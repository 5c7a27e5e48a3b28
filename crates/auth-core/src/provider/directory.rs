//! Directory-service provider
//!
//! Holds two independent connections. The service connection is bound as the
//! configured service account and runs searches under a read/write lock, so
//! searches proceed concurrently. The verification connection is used only to
//! bind as the end user; its exclusive lock serializes password checks without
//! touching search traffic.

use std::collections::HashMap;
use std::sync::atomic::{AtomicBool, Ordering};
use std::sync::Arc;

use async_trait::async_trait;
use gatekeep_users_core::User;
use tokio::sync::{Mutex, RwLock};
use tracing::{debug, error, info, warn};

use super::AuthProvider;
use crate::config::{LdapSettings, ProviderConfig};
use crate::{AuthError, Result};

const USER_ATTRS: &[&str] = &["dn", "mail", "givenName", "uid", "cn"];
const GROUP_ATTRS: &[&str] = &["cn"];

/// One search result
#[derive(Debug, Clone, Default, PartialEq)]
pub struct DirectoryEntry {
    pub dn: String,
    pub attrs: HashMap<String, Vec<String>>,
}

impl DirectoryEntry {
    /// First value of an attribute, empty when absent
    pub fn attr(&self, name: &str) -> &str {
        self.attrs
            .get(name)
            .and_then(|values| values.first())
            .map(String::as_str)
            .unwrap_or("")
    }
}

/// A live directory session
#[async_trait]
pub trait DirectoryConnection: Send + Sync {
    async fn bind(&self, dn: &str, password: &str) -> Result<()>;

    /// Subtree search below `base_dn`
    async fn search(&self, base_dn: &str, filter: &str, attrs: &[&str]) -> Result<Vec<DirectoryEntry>>;

    async fn close(&self) -> Result<()>;
}

/// Opens directory sessions
#[async_trait]
pub trait DirectoryConnector: Send + Sync {
    async fn connect(&self, host: &str, port: u16) -> Result<Box<dyn DirectoryConnection>>;
}

/// Escape a value for use inside a search filter
pub fn escape_filter_value(value: &str) -> String {
    ldap3::ldap_escape(value).into_owned()
}

fn render_filter(template: &str, login: &str) -> String {
    template.replace("%s", &escape_filter_value(login))
}

pub struct DirectoryProvider {
    config: ProviderConfig,
    ldap: LdapSettings,
    connector: Arc<dyn DirectoryConnector>,
    search_conn: RwLock<Option<Box<dyn DirectoryConnection>>>,
    bind_conn: Mutex<Option<Box<dyn DirectoryConnection>>>,
    connected: AtomicBool,
}

impl DirectoryProvider {
    pub fn new(config: ProviderConfig, connector: Arc<dyn DirectoryConnector>) -> Result<Self> {
        let ldap = config.ldap.clone().ok_or_else(|| {
            AuthError::Config(format!("Provider '{}' has no ldap section", config.code))
        })?;
        Ok(Self {
            config,
            ldap,
            connector,
            search_conn: RwLock::new(None),
            bind_conn: Mutex::new(None),
            connected: AtomicBool::new(false),
        })
    }

    fn address(&self) -> String {
        format!("{}:{}", self.ldap.host, self.ldap.port)
    }

    async fn search(&self, filter: &str, attrs: &[&str]) -> Result<Vec<DirectoryEntry>> {
        let guard = self.search_conn.read().await;
        let conn = guard
            .as_ref()
            .ok_or_else(|| AuthError::Directory(format!("{} not connected", self.address())))?;
        debug!("LDAP: search ({})", filter);
        conn.search(&self.ldap.base_dn, filter, attrs).await
    }

    async fn groups_of(&self, login: &str) -> Result<Vec<String>> {
        let filter = render_filter(&self.ldap.filter_group, login);
        let entries = self.search(&filter, GROUP_ATTRS).await?;
        Ok(entries
            .iter()
            .map(|entry| entry.attr("cn").to_string())
            .filter(|cn| !cn.is_empty())
            .collect())
    }

    async fn verify_password(&self, dn: &str, password: &str) -> Result<()> {
        let guard = self.bind_conn.lock().await;
        let conn = guard
            .as_ref()
            .ok_or_else(|| AuthError::Directory(format!("{} not connected", self.address())))?;
        conn.bind(dn, password).await
    }

    fn display_name_of(&self, entry: &DirectoryEntry) -> String {
        let first = self.ldap.attr_first_name.as_deref().map(|a| entry.attr(a)).unwrap_or("");
        let last = self.ldap.attr_last_name.as_deref().map(|a| entry.attr(a)).unwrap_or("");
        let name = format!("{} {}", first, last).trim().to_string();
        if name.is_empty() {
            entry.attr("cn").to_string()
        } else {
            name
        }
    }

    async fn try_login(&self, login: &str, password: &str) -> Result<User> {
        if !self.connected() {
            return Err(AuthError::Directory(format!("{} not connected", self.address())));
        }
        if login.is_empty() || password.is_empty() {
            // An empty password would be an anonymous bind
            return Err(AuthError::Rejected);
        }

        let filter = render_filter(&self.ldap.filter_user, login);
        let entries = self.search(&filter, USER_ATTRS).await?;
        if entries.len() != 1 {
            warn!(
                "LDAP: user '{}' does not exist or too many entries returned ({})",
                login,
                entries.len()
            );
            return Err(AuthError::Rejected);
        }
        let entry = &entries[0];

        let groups = self.groups_of(login).await?;
        debug!("LDAP: user '{}' has groups {:?}", login, groups);

        self.verify_password(&entry.dn, password).await.map_err(|e| {
            warn!("LDAP: bind as {} failed: {}", entry.dn, e);
            AuthError::Rejected
        })?;

        Ok(User {
            id: User::stable_id(login),
            login: login.to_string(),
            email: entry.attr(&self.ldap.attr_email).to_string(),
            display_name: self.display_name_of(entry),
            groups,
            ..Default::default()
        })
    }
}

#[async_trait]
impl AuthProvider for DirectoryProvider {
    async fn init(&self) -> Result<()> {
        let address = self.address();

        let bind_conn = self.connector.connect(&self.ldap.host, self.ldap.port).await.map_err(|e| {
            error!("LDAP ({}): {}", address, e);
            AuthError::Initialization(format!("{}: {}", address, e))
        })?;

        let search_conn = self.connector.connect(&self.ldap.host, self.ldap.port).await.map_err(|e| {
            error!("LDAP ({}): {}", address, e);
            AuthError::Initialization(format!("{}: {}", address, e))
        })?;

        search_conn
            .bind(&self.ldap.bind_user, &self.ldap.bind_pwd)
            .await
            .map_err(|e| {
                error!("LDAP BIND ({}): {}", self.ldap.bind_user, e);
                AuthError::Initialization(format!("service bind as {}: {}", self.ldap.bind_user, e))
            })?;

        *self.bind_conn.lock().await = Some(bind_conn);
        *self.search_conn.write().await = Some(search_conn);
        self.connected.store(true, Ordering::SeqCst);

        info!("LDAP {} connected", address);
        Ok(())
    }

    async fn close(&self) -> Result<()> {
        self.connected.store(false, Ordering::SeqCst);

        let bind_conn = self.bind_conn.lock().await.take();
        let search_conn = self.search_conn.write().await.take();

        let mut first_error = None;
        for conn in [bind_conn, search_conn].into_iter().flatten() {
            if let Err(e) = conn.close().await {
                warn!("LDAP ({}): close failed: {}", self.address(), e);
                first_error.get_or_insert(e);
            }
        }

        info!("LDAP {} disconnected", self.address());
        first_error.map_or(Ok(()), Err)
    }

    fn type_tag(&self) -> &str {
        &self.config.type_tag
    }

    fn display_name(&self) -> &str {
        &self.config.display_name
    }

    fn image(&self) -> &str {
        &self.config.image
    }

    fn connected(&self) -> bool {
        self.connected.load(Ordering::SeqCst)
    }

    fn enabled(&self) -> bool {
        !self.config.disabled
    }

    fn supports_password_login(&self) -> bool {
        true
    }

    async fn login(&self, login: &str, password: &str) -> Option<User> {
        match self.try_login(login, password).await {
            Ok(user) => {
                debug!("LDAP: user '{}' authenticated", login);
                Some(user)
            }
            Err(AuthError::Rejected) => None,
            Err(e) => {
                error!("LDAP: login of '{}' failed: {}", login, e);
                None
            }
        }
    }
}
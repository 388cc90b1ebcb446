//! Subset construction.

use crate::automaton::{Automaton, Kind, StateId, Symbol};
use bit_set::BitSet;
use indexmap::map::Entry;
use indexmap::IndexMap;
use std::collections::{BTreeSet, VecDeque};

/// Converts the automaton rooted at `fa.start()` into an equivalent DFA.
///
/// Each DFA state stands for the epsilon closure of a set of source states;
/// sets are compared by content, so the same set reached along different
/// paths maps to a single DFA state. Symbols leading from one DFA state to
/// the same target share an edge. Empty target sets produce no transition.
///
/// Works on DFAs too, which is what the reversal minimizer relies on.
pub fn determinize(fa: &Automaton) -> Automaton {
    let mut initial = BitSet::new();
    if fa.start() < fa.len() {
        initial.insert(fa.start());
    }
    determinize_from(fa, &initial)
}

/// Subset construction starting from the closure of `initial` rather than
/// from the start state alone. An empty `initial` gives a single
/// non-accepting state.
pub fn determinize_from(fa: &Automaton, initial: &BitSet) -> Automaton {
    let mut alphabet = BTreeSet::new();
    for id in initial.iter() {
        alphabet.extend(fa.traverse(id).chars());
    }
    let mut dfa = Automaton::new();

    // set of source states -> DFA state
    let mut index: IndexMap<BitSet, StateId> = IndexMap::new();
    let mut worklist = VecDeque::new();

    let initial = fa.epsilon_closure(initial);
    let start = dfa.add_state(Kind::Dfa, fa.any_accepting(&initial));
    dfa.set_start(start);
    index.insert(initial.clone(), start);
    worklist.push_back((initial, start));

    while let Some((set, from)) = worklist.pop_front() {
        for &c in &alphabet {
            let next = fa.epsilon_closure(&fa.delta(&set, c));
            if next.is_empty() {
                continue;
            }
            let to = match index.entry(next) {
                Entry::Occupied(e) => *e.get(),
                Entry::Vacant(e) => {
                    let id = dfa.add_state(Kind::Dfa, fa.any_accepting(e.key()));
                    worklist.push_back((e.key().clone(), id));
                    e.insert(id);
                    id
                }
            };
            dfa.add_edge(from, to, Symbol::Char(c));
        }
    }

    dfa
}

#[cfg(test)]
mod tests {
    use super::*;
    use crate::regex;

    #[test]
    fn test_subset_construction_basic() {
        // 0 -a-> 1, 0 -a-> 2, 1 -b-> 3 (final), 2 -b-> 3 (final)
        let mut nfa = Automaton::new();
        for _ in 0..4 {
            nfa.add_state(Kind::Nfa, false);
        }
        nfa.set_accepting(3, true);
        nfa.add_edge(0, 1, Symbol::Char('a'));
        nfa.add_edge(0, 2, Symbol::Char('a'));
        nfa.add_edge(1, 3, Symbol::Char('b'));
        nfa.add_edge(2, 3, Symbol::Char('b'));

        let dfa = determinize(&nfa);
        assert_eq!(dfa.len(), 3);
        assert!(dfa.is_deterministic());
        assert!(dfa.accepts("ab"));
        assert!(!dfa.accepts("a"));
        assert!(!dfa.state(dfa.start()).accepting);
    }

    #[test]
    fn test_subset_construction_with_epsilon() {
        // 0 -ε-> 1 -a-> 2 (final)
        let mut nfa = Automaton::new();
        for _ in 0..3 {
            nfa.add_state(Kind::Nfa, false);
        }
        nfa.set_accepting(2, true);
        nfa.add_edge(0, 1, Symbol::Epsilon);
        nfa.add_edge(1, 2, Symbol::Char('a'));

        let dfa = determinize(&nfa);
        assert_eq!(dfa.len(), 2);
        assert!(!dfa.view().alphabet.contains(&Symbol::Epsilon));
        assert!(dfa.accepts("a"));
    }

    #[test]
    fn test_edges_are_merged() {
        // 0 -a-> 1, 0 -b-> 1, 0 -c-> 2
        let mut nfa = Automaton::new();
        for _ in 0..3 {
            nfa.add_state(Kind::Nfa, true);
        }
        nfa.add_edge(0, 1, Symbol::Char('a'));
        nfa.add_edge(0, 1, Symbol::Char('b'));
        nfa.add_edge(0, 2, Symbol::Char('c'));

        let dfa = determinize(&nfa);
        let start = dfa.state(dfa.start());
        assert_eq!(start.edges.len(), 2);
        let ab = start.next(Symbol::Char('a')).unwrap();
        assert_eq!(start.next(Symbol::Char('b')), Some(ab));
        assert_ne!(start.next(Symbol::Char('c')), Some(ab));
    }

    #[test]
    fn test_degenerate_nfa() {
        let dfa = determinize(&Automaton::new());
        assert_eq!(dfa.len(), 1);
        assert!(!dfa.state(dfa.start()).accepting);
        assert!(dfa.state(dfa.start()).edges.is_empty());

        let mut lone = Automaton::new();
        lone.add_state(Kind::Nfa, false);
        let dfa = determinize(&lone);
        assert_eq!(dfa.len(), 1);
        assert!(!dfa.accepts(""));
    }

    #[test]
    fn test_determinize_from_several_states() {
        // 0 -a-> 2 (final), 1 -b-> 2; start from {0, 1}
        let mut nfa = Automaton::new();
        for _ in 0..3 {
            nfa.add_state(Kind::Nfa, false);
        }
        nfa.set_accepting(2, true);
        nfa.add_edge(0, 2, Symbol::Char('a'));
        nfa.add_edge(1, 2, Symbol::Char('b'));

        let initial: BitSet = [0, 1].iter().cloned().collect();
        let dfa = determinize_from(&nfa, &initial);
        assert_eq!(dfa.len(), 2);
        assert!(dfa.accepts("a"));
        assert!(dfa.accepts("b"));
        assert_eq!(determinize_from(&nfa, &BitSet::new()).len(), 1);
    }

    #[test]
    fn test_epsilon_loops() {
        let nfa = regex::build("(a*)*").unwrap();
        let dfa = determinize(&nfa);
        assert!(dfa.is_deterministic());
        assert!(dfa.accepts(""));
        assert!(dfa.accepts("aaaa"));
    }
}
use rex2dfa::*;
use std::io::BufRead;
use std::process;

fn run(config: &Config, pattern: &str) -> Result<(), ParseError> {
    let nfa = regex::build(pattern)?;
    match config.stage {
        Stage::Nfa => println!("NFA:\n{}", nfa),
        Stage::Dfa => println!("DFA:\n{}", dfa::determinize(&nfa)),
        Stage::Minimal => println!("Minimized DFA:\n{}", convert(pattern, config.strategy)?),
    }
    if config.check {
        let by_partition = partition::minimize(&dfa::determinize(&nfa));
        let by_reversal = brzozowski::minimize(&nfa);
        println!(
            "partition: {} states, reversal: {} states, isomorphic: {:?}\n",
            by_partition.len(),
            by_reversal.len(),
            by_partition.isomorphic(&by_reversal)
        );
    }
    Ok(())
}

fn main() {
    let config = match Config::from_args(std::env::args().skip(1)) {
        Ok(config) => config,
        Err(e) => {
            eprintln!("error: {}\n{}", e, config::USAGE);
            process::exit(2);
        }
    };
    if config.help {
        println!("{}", config::USAGE);
        return;
    }

    let stdin = std::io::stdin();
    for line in stdin.lock().lines() {
        let line = match line {
            Ok(line) => line,
            Err(e) => {
                eprintln!("error: {}", e);
                process::exit(1);
            }
        };
        if let Err(e) = run(&config, config::pattern_of(&line)) {
            println!("error: {}", e);
        }
    }
}
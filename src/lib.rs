pub use automaton::{Automaton, Edge, Kind, Label, State, StateId, Symbol, Traversal};
pub use config::{Config, Stage, Strategy};
pub use regex::ParseError;

/// States, edges and the traversal every other module builds on.
pub mod automaton;
/// Minimization by double reversal (Brzozowski).
pub mod brzozowski;
pub mod config;
/// Subset construction.
pub mod dfa;
/// Minimization by partition refinement.
pub mod partition;
/// Thompson construction of NFAs from patterns.
pub mod regex;

/// Runs the whole pipeline on `pattern` and returns its minimal DFA.
///
/// Every call builds its automata from scratch; nothing is shared between
/// calls.
pub fn convert(pattern: &str, strategy: Strategy) -> Result<Automaton, ParseError> {
    let nfa = regex::build(pattern)?;
    Ok(match strategy {
        Strategy::Partition => partition::minimize(&dfa::determinize(&nfa)),
        Strategy::Reversal => brzozowski::minimize(&nfa),
    })
}
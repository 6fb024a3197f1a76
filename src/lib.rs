//! mmbloom implements memory-mapped, persistent bloom filters: a
//! bit-addressable [`Bitmap`] over an (optionally file-backed) mmap region,
//! a fixed-capacity [`BloomFilter`] layered on top of it, and a
//! [`ScalingBloomFilter`] that composes a growing sequence of classic
//! filters while keeping the aggregate false-positive rate bounded.
//!
//! ## Layering
//!
//! ```text
//! ScalingBloomFilter -> BloomFilter (x N layers) -> Bitmap -> mmap
//! ```
//!
//! `Bitmap` owns the mapped region and knows only about bits and bytes.
//! `BloomFilter` owns a `Bitmap`, computes partitioned hash positions, and
//! persists a small header (`count`, `k`) in the bitmap's trailing bytes.
//! `ScalingBloomFilter` owns an ordered sequence of `BloomFilter`s, writing
//! only to the newest and probing every layer on lookup.
//!
//! ## Durability
//!
//! A file-backed `Bitmap`'s `flush` performs a synchronous `msync` followed
//! by `fsync`; only after that call returns `Ok(())` are prior writes
//! guaranteed durable. Anonymous bitmaps are always in-memory only.
//!
//! ## Features
//!
//! * `mmap` (default) - enables file-backed bitmaps via `memmap2`. With
//!   this feature disabled, only anonymous (heap-backed) bitmaps are
//!   available.
//! * `serde` - derive `Serialize`/`Deserialize` for the small, non-mmap
//!   parameter types exposed by this crate.

mod bitmap;
mod bloom;
mod error;
mod hash;
mod params;
mod scaling;

pub use bitmap::{Bitmap, Sharing};
pub use bloom::{BloomFilter, HEADER_BYTES};
pub use error::{Error, Result};
pub use params::{
    expected_capacity, expected_probability, extra_buffer, ideal_k, params_for_capacity,
    required_bits, required_bytes,
};
pub use scaling::{
    BitmapFactory, ScalingBloomFilter, ScalingBloomFilterBuilder, ScalingBloomFilterConfig,
};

------------------------

* _Your goal_
Only lines holding the word "BTreeSet" belong in the answer; copy all of them from the records.

* _Final answer_
use std::collections::{BTreeSet, VecDeque};
    let mut alphabet = BTreeSet::new();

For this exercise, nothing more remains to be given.